There are a few reasons to be skeptical of this. At a Chrome OS press event last month, Google specifically stated it was establishing a "hardware platform" and working with computer makers including Acer, Asus, HP, Lenovo and Toshiba. Google developers also said that they are focusing on devices with slightly larger displays and full size keyboards because of usability issues with netbooks, so any Chrome OS notebook is more likely to be something along the lines of the ultra-thin laptops (the ones that currently use Intel's ultra low-voltage chips or AMD's Athlon Neo X2). This is more a matter of semantics--there are plenty of 12- and even 13-inch laptops out there using either Atom or ULV processors.

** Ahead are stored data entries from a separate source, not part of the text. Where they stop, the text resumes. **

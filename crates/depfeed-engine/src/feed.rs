//! The deposit admission engine.
//!
//! `submit_deposit` is the feed's single entry point: permissionless,
//! payable, and atomic per call. A call either passes every admission check
//! and appends exactly one record to the log, or it is rejected with no
//! state change at all. All protocol information flows through the emitted
//! record; the returned sequence index is host-side convenience only.

use alloy_primitives::{Address, U256};
use depfeed_protocol::{apply_l1_to_l2_alias, DepositRecord, DepositRequest};
use thiserror::Error;

use crate::{config::FeedConfig, log::DepositLog, oracle::CodeOracle};

/// Reasons an admission call is rejected.
///
/// All are detected synchronously; the submitter is responsible for
/// resubmitting with corrected parameters.
#[derive(Debug, Error, PartialEq, Eq)]
pub enum AdmissionError {
    /// A creation deposit must target the zero address.
    #[error("creation deposit targets non-zero address {0}")]
    InvalidCreationTarget(Address),

    /// Gas limit below the intrinsic floor implied by the payload.
    #[error("gas limit {gas_limit} below intrinsic floor {minimum}")]
    GasLimitTooLow { gas_limit: u64, minimum: u64 },

    /// Gas limit above the protocol ceiling.
    #[error("gas limit {gas_limit} above ceiling {maximum}")]
    GasLimitTooHigh { gas_limit: u64, maximum: u64 },
}

/// The deposit feed: validates requests, derives the L2 sender, and emits
/// `TransactionDeposited` records to the injected log.
#[derive(Debug)]
pub struct DepositFeed<O, L> {
    config: FeedConfig,
    oracle: O,
    log: L,
    /// Native value retained across successful deposits. Accumulates
    /// monotonically; there is no engine-side withdrawal path.
    retained: U256,
}

impl<O: CodeOracle, L: DepositLog> DepositFeed<O, L> {
    pub fn new(config: FeedConfig, oracle: O, log: L) -> Self {
        Self { config, oracle, log, retained: U256::ZERO }
    }

    /// Admit a deposit request from `caller` with `sent_value` attached.
    ///
    /// On success, exactly one record is appended and its sequence index
    /// returned. On rejection, nothing is appended and no balance changes.
    pub fn submit_deposit(
        &mut self,
        caller: Address,
        sent_value: U256,
        request: DepositRequest,
    ) -> Result<u64, AdmissionError> {
        // Contract callers get an aliased L2 identity so they can never
        // collide with an address reachable by a native L2 signature.
        let from =
            if self.oracle.has_code(caller) { apply_l1_to_l2_alias(caller) } else { caller };

        if request.is_creation && request.to != Address::ZERO {
            return Err(AdmissionError::InvalidCreationTarget(request.to));
        }

        let minimum = self.config.intrinsic_gas.intrinsic_gas(&request.data);
        if request.gas_limit < minimum {
            return Err(AdmissionError::GasLimitTooLow { gas_limit: request.gas_limit, minimum });
        }

        let maximum = self.config.max_gas_limit;
        if request.gas_limit > maximum {
            return Err(AdmissionError::GasLimitTooHigh { gas_limit: request.gas_limit, maximum });
        }

        let record = DepositRecord {
            from,
            to: request.to,
            mint: request.value,
            value: sent_value,
            gas_limit: request.gas_limit,
            is_creation: request.is_creation,
            data: request.data,
        };

        let index = self.log.append(record.to_log());
        self.retained += sent_value;

        tracing::debug!(
            target: "depfeed::feed",
            index,
            from = %record.from,
            to = %record.to,
            mint = %record.mint,
            value = %record.value,
            gas_limit = record.gas_limit,
            is_creation = record.is_creation,
            "deposit admitted"
        );

        Ok(index)
    }

    /// Native value retained by the feed so far.
    pub fn retained_value(&self) -> U256 {
        self.retained
    }

    pub fn config(&self) -> &FeedConfig {
        &self.config
    }

    /// Read access to the emitted record log.
    pub fn log(&self) -> &L {
        &self.log
    }
}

That's not to say that Google won't sell their own Chrome OS laptop--regardless of what you want to call it. If the company has trouble getting major computer makers on board, it could go that route to jump-start things. The wireless carriers have opened up a new channel for bringing a laptop to the market. Perhaps Google will auction them off to the highest bidders. But considering Google developers concede that they are still figuring out basics such as, say, how to make printing work with Chrome OS, all this seems a little premature.
It is interesting to speculate however, as TechCrunch does, about what processor might lie at the heart of Chrome OS laptops. By side-stepping the issues with local applications, Google could easily opt for an ARM-based solution. The company has already stated that it is working with Freescale, Qualcomm and Texas Instruments so ARM is clearly an option. At an investor conference last week, Nvidia talked a bit more about an upcoming Tegra 2 chip, and that would certainly be an interesting choice. (The MIPS-based Xburst CPU from Ingenic Semiconductor that is reportedly in the $99 Cherrypal Africa netbook seems like a serious long-shot, though.)
Despite a lot of talk of ARM-based systems, we haven't seen a whole lot of smartbooks. Qualcomm recently gave a brief demonstration of an IdeaPad using its SnapDragon chip, but Lenovo hasn't announced it yet. Even Nokia's Booklet 3G is really a run-of-the-mill Atom netbook, though the design is very nice. After this slow start, I'm hoping to see more smartbooks using chips from the likes of Freescale, Qualcomm, Samsung, TI and Nvidia at the Consumer Electronics Show in a couple of weeks.